» RECORDS FOR PROCESSING:
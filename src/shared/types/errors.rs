use thiserror::Error;

#[derive(Debug, Error)]
pub enum DomainError {
    #[error("Not found: {entity} with {field}={value}")]
    NotFound {
        entity: &'static str,
        field: &'static str,
        value: String,
    },

    #[error("Validation: {0}")]
    Validation(String),

    #[error("Conflict: {0}")]
    Conflict(String),

    #[error("Unauthorized: {0}")]
    Unauthorized(String),

    #[error("Forbidden: {0}")]
    Forbidden(String),

    #[error("Database error: {0}")]
    Database(String),
}

impl DomainError {
    pub fn not_found(entity: &'static str, field: &'static str, value: impl ToString) -> Self {
        DomainError::NotFound {
            entity,
            field,
            value: value.to_string(),
        }
    }

    /// Client-facing message without the variant prefix.
    pub fn message(&self) -> String {
        match self {
            DomainError::NotFound { entity, .. } => format!("{} not found", entity),
            DomainError::Validation(msg)
            | DomainError::Conflict(msg)
            | DomainError::Unauthorized(msg)
            | DomainError::Forbidden(msg) => msg.clone(),
            DomainError::Database(_) => "Internal server error".to_string(),
        }
    }
}
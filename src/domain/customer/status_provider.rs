use async_trait::async_trait;

use super::{Customer, CustomerStatus};
use crate::domain::DomainResult;

/// External verification source for customer statuses.
#[async_trait]
pub trait CustomerStatusProvider: Send + Sync {
    /// `None` leaves the stored status untouched.
    async fn status_for(&self, customer: &Customer) -> DomainResult<Option<CustomerStatus>>;
}
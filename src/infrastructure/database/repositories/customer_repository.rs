//! SeaORM implementation of CustomerRepository
//!
//! Profiles are always loaded together with their account so that
//! username and email are available to callers.

use async_trait::async_trait;
use chrono::Utc;
use sea_orm::sea_query::{Expr, Func};
use sea_orm::{
    ActiveModelTrait, ColumnTrait, DatabaseConnection, EntityTrait, PaginatorTrait, QueryFilter,
    QueryOrder, QuerySelect, Select, SelectTwo, Set,
};

use super::{db_err, unique_err};
use crate::domain::customer::{Customer, CustomerFilter, CustomerRepository, CustomerStatus};
use crate::domain::{DomainError, DomainResult};
use crate::infrastructure::database::entities::{customer, user};
use crate::shared::{PaginatedResult, PaginationParams};

pub struct SeaOrmCustomerRepository {
    db: DatabaseConnection,
}

impl SeaOrmCustomerRepository {
    pub fn new(db: DatabaseConnection) -> Self {
        Self { db }
    }

    fn with_account(query: Select<customer::Entity>) -> SelectTwo<customer::Entity, user::Entity> {
        query.find_also_related(user::Entity)
    }

    async fn one(&self, query: Select<customer::Entity>) -> DomainResult<Option<Customer>> {
        let row = Self::with_account(query)
            .one(&self.db)
            .await
            .map_err(db_err)?;
        Ok(row.map(|(c, u)| model_to_domain(c, u)))
    }
}

// ── Conversion helpers ──────────────────────────────────────────

fn model_to_domain(m: customer::Model, account: Option<user::Model>) -> Customer {
    let (username, email) = account
        .map(|u| (u.username, u.email))
        .unwrap_or_default();

    Customer {
        id: m.id,
        account_id: m.user_id,
        username,
        email,
        phone_number: m.phone_number,
        address: m.address,
        driver_license_number: m.driver_license_number,
        license_image: m.license_image,
        date_of_birth: m.date_of_birth,
        status: CustomerStatus::parse(&m.status).unwrap_or(CustomerStatus::Unverified),
        created_at: m.created_at,
        updated_at: m.updated_at,
    }
}

// ── CustomerRepository impl ─────────────────────────────────────

#[async_trait]
impl CustomerRepository for SeaOrmCustomerRepository {
    async fn find_by_id(&self, id: i32) -> DomainResult<Option<Customer>> {
        self.one(customer::Entity::find_by_id(id)).await
    }

    async fn find_by_account_id(&self, account_id: &str) -> DomainResult<Option<Customer>> {
        self.one(customer::Entity::find().filter(customer::Column::UserId.eq(account_id)))
            .await
    }

    async fn find_by_license_number(&self, license: &str) -> DomainResult<Option<Customer>> {
        self.one(
            customer::Entity::find().filter(customer::Column::DriverLicenseNumber.eq(license)),
        )
        .await
    }

    async fn list(
        &self,
        filter: CustomerFilter,
        page: PaginationParams,
    ) -> DomainResult<PaginatedResult<Customer>> {
        let mut query = Self::with_account(customer::Entity::find());

        if let Some(status) = filter.status {
            query = query.filter(customer::Column::Status.eq(status.as_str()));
        }
        if let Some(ref search) = filter.search {
            query = query.filter(
                Expr::expr(Func::lower(Expr::col((user::Entity, user::Column::Username))))
                    .like(format!("%{}%", search.to_lowercase())),
            );
        }

        let total = query.clone().count(&self.db).await.map_err(db_err)?;

        let rows = query
            .order_by_desc(customer::Column::CreatedAt)
            .order_by_desc(customer::Column::Id)
            .offset(page.offset())
            .limit(page.limit as u64)
            .all(&self.db)
            .await
            .map_err(db_err)?;

        let items = rows
            .into_iter()
            .map(|(c, u)| model_to_domain(c, u))
            .collect();
        Ok(PaginatedResult::new(items, total, page.page, page.limit))
    }

    async fn update(&self, c: Customer) -> DomainResult<Customer> {
        let existing = customer::Entity::find_by_id(c.id)
            .one(&self.db)
            .await
            .map_err(db_err)?
            .ok_or_else(|| DomainError::not_found("Customer", "id", c.id))?;

        let mut active: customer::ActiveModel = existing.into();
        active.phone_number = Set(c.phone_number);
        active.address = Set(c.address);
        active.driver_license_number = Set(c.driver_license_number);
        active.license_image = Set(c.license_image);
        active.date_of_birth = Set(c.date_of_birth);
        active.status = Set(c.status.as_str().to_string());
        active.updated_at = Set(Utc::now());
        active
            .update(&self.db)
            .await
            .map_err(unique_err("Driver license number is already registered"))?;

        self.find_by_id(c.id)
            .await?
            .ok_or_else(|| DomainError::not_found("Customer", "id", c.id))
    }

    async fn set_status(&self, id: i32, status: CustomerStatus) -> DomainResult<Customer> {
        let existing = customer::Entity::find_by_id(id)
            .one(&self.db)
            .await
            .map_err(db_err)?
            .ok_or_else(|| DomainError::not_found("Customer", "id", id))?;

        let mut active: customer::ActiveModel = existing.into();
        active.status = Set(status.as_str().to_string());
        active.updated_at = Set(Utc::now());
        active.update(&self.db).await.map_err(db_err)?;

        self.find_by_id(id)
            .await?
            .ok_or_else(|| DomainError::not_found("Customer", "id", id))
    }

    async fn count(&self) -> DomainResult<u64> {
        customer::Entity::find().count(&self.db).await.map_err(db_err)
    }
}

#[cfg(test)]
mod tests {
    use super::*;
    use crate::domain::account::{AccountRepository, AccountRole, NewAccount};
    use crate::infrastructure::database::repositories::account_repository::SeaOrmAccountRepository;
    use crate::infrastructure::database::test_database;

    async fn setup() -> (SeaOrmAccountRepository, SeaOrmCustomerRepository) {
        let db = test_database().await;
        (
            SeaOrmAccountRepository::new(db.clone()),
            SeaOrmCustomerRepository::new(db),
        )
    }

    async fn register(accounts: &SeaOrmAccountRepository, name: &str) -> String {
        accounts
            .create(NewAccount {
                username: name.to_string(),
                email: None,
                password_hash: "hash".to_string(),
                role: AccountRole::Customer,
            })
            .await
            .unwrap()
            .id
    }

    #[tokio::test]
    async fn profile_carries_account_username() {
        let (accounts, customers) = setup().await;
        let account_id = register(&accounts, "lina").await;

        let profile = customers.find_by_account_id(&account_id).await.unwrap().unwrap();
        assert_eq!(profile.username, "lina");
        assert_eq!(profile.status, CustomerStatus::Unverified);
        assert_eq!(customers.count().await.unwrap(), 1);
    }

    #[tokio::test]
    async fn update_persists_profile_fields() {
        let (accounts, customers) = setup().await;
        let account_id = register(&accounts, "lina").await;

        let mut profile = customers.find_by_account_id(&account_id).await.unwrap().unwrap();
        profile.phone_number = Some("+962790000000".into());
        profile.driver_license_number = Some("DL-100".into());
        let saved = customers.update(profile).await.unwrap();

        assert_eq!(saved.phone_number.as_deref(), Some("+962790000000"));
        let by_license = customers.find_by_license_number("DL-100").await.unwrap().unwrap();
        assert_eq!(by_license.id, saved.id);
    }

    #[tokio::test]
    async fn duplicate_license_is_conflict() {
        let (accounts, customers) = setup().await;
        let first = register(&accounts, "lina").await;
        let second = register(&accounts, "omar").await;

        let mut a = customers.find_by_account_id(&first).await.unwrap().unwrap();
        a.driver_license_number = Some("DL-1".into());
        customers.update(a).await.unwrap();

        let mut b = customers.find_by_account_id(&second).await.unwrap().unwrap();
        b.driver_license_number = Some("DL-1".into());
        assert!(matches!(customers.update(b).await, Err(DomainError::Conflict(_))));
    }

    #[tokio::test]
    async fn list_filters_by_status_and_username() {
        let (accounts, customers) = setup().await;
        register(&accounts, "lina").await;
        let omar = register(&accounts, "Omar").await;

        let omar_profile = customers.find_by_account_id(&omar).await.unwrap().unwrap();
        customers
            .set_status(omar_profile.id, CustomerStatus::Blocked)
            .await
            .unwrap();

        let blocked = customers
            .list(
                CustomerFilter {
                    status: Some(CustomerStatus::Blocked),
                    search: None,
                },
                PaginationParams::default(),
            )
            .await
            .unwrap();
        assert_eq!(blocked.total, 1);
        assert_eq!(blocked.items[0].username, "Omar");

        let search = customers
            .list(
                CustomerFilter {
                    status: None,
                    search: Some("oma".into()),
                },
                PaginationParams::default(),
            )
            .await
            .unwrap();
        assert_eq!(search.total, 1);
    }
}
//! Infrastructure layer - external concerns

pub mod crypto;
pub mod database;

pub use database::repositories::SeaOrmRepositoryProvider;
pub use database::{init_database, run_migrations, DatabaseConfig};
use async_trait::async_trait;

use super::{Customer, CustomerFilter, CustomerStatus};
use crate::domain::DomainResult;
use crate::shared::{PaginatedResult, PaginationParams};

#[async_trait]
pub trait CustomerRepository: Send + Sync {
    async fn find_by_id(&self, id: i32) -> DomainResult<Option<Customer>>;
    async fn find_by_account_id(&self, account_id: &str) -> DomainResult<Option<Customer>>;
    async fn find_by_license_number(&self, license: &str) -> DomainResult<Option<Customer>>;

    async fn list(
        &self,
        filter: CustomerFilter,
        page: PaginationParams,
    ) -> DomainResult<PaginatedResult<Customer>>;

    /// Persists the profile fields; account-derived fields are ignored.
    async fn update(&self, customer: Customer) -> DomainResult<Customer>;
    async fn set_status(&self, id: i32, status: CustomerStatus) -> DomainResult<Customer>;

    async fn count(&self) -> DomainResult<u64>;
}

» WHAT TO DO: Check every line above for the string "lina" and copy those that have it.

» SOLUTION TO THIS EXERCISE:
        let account_id = register(&accounts, "lina").await;
        assert_eq!(profile.username, "lina");
        let account_id = register(&accounts, "lina").await;
        let first = register(&accounts, "lina").await;
        register(&accounts, "lina").await;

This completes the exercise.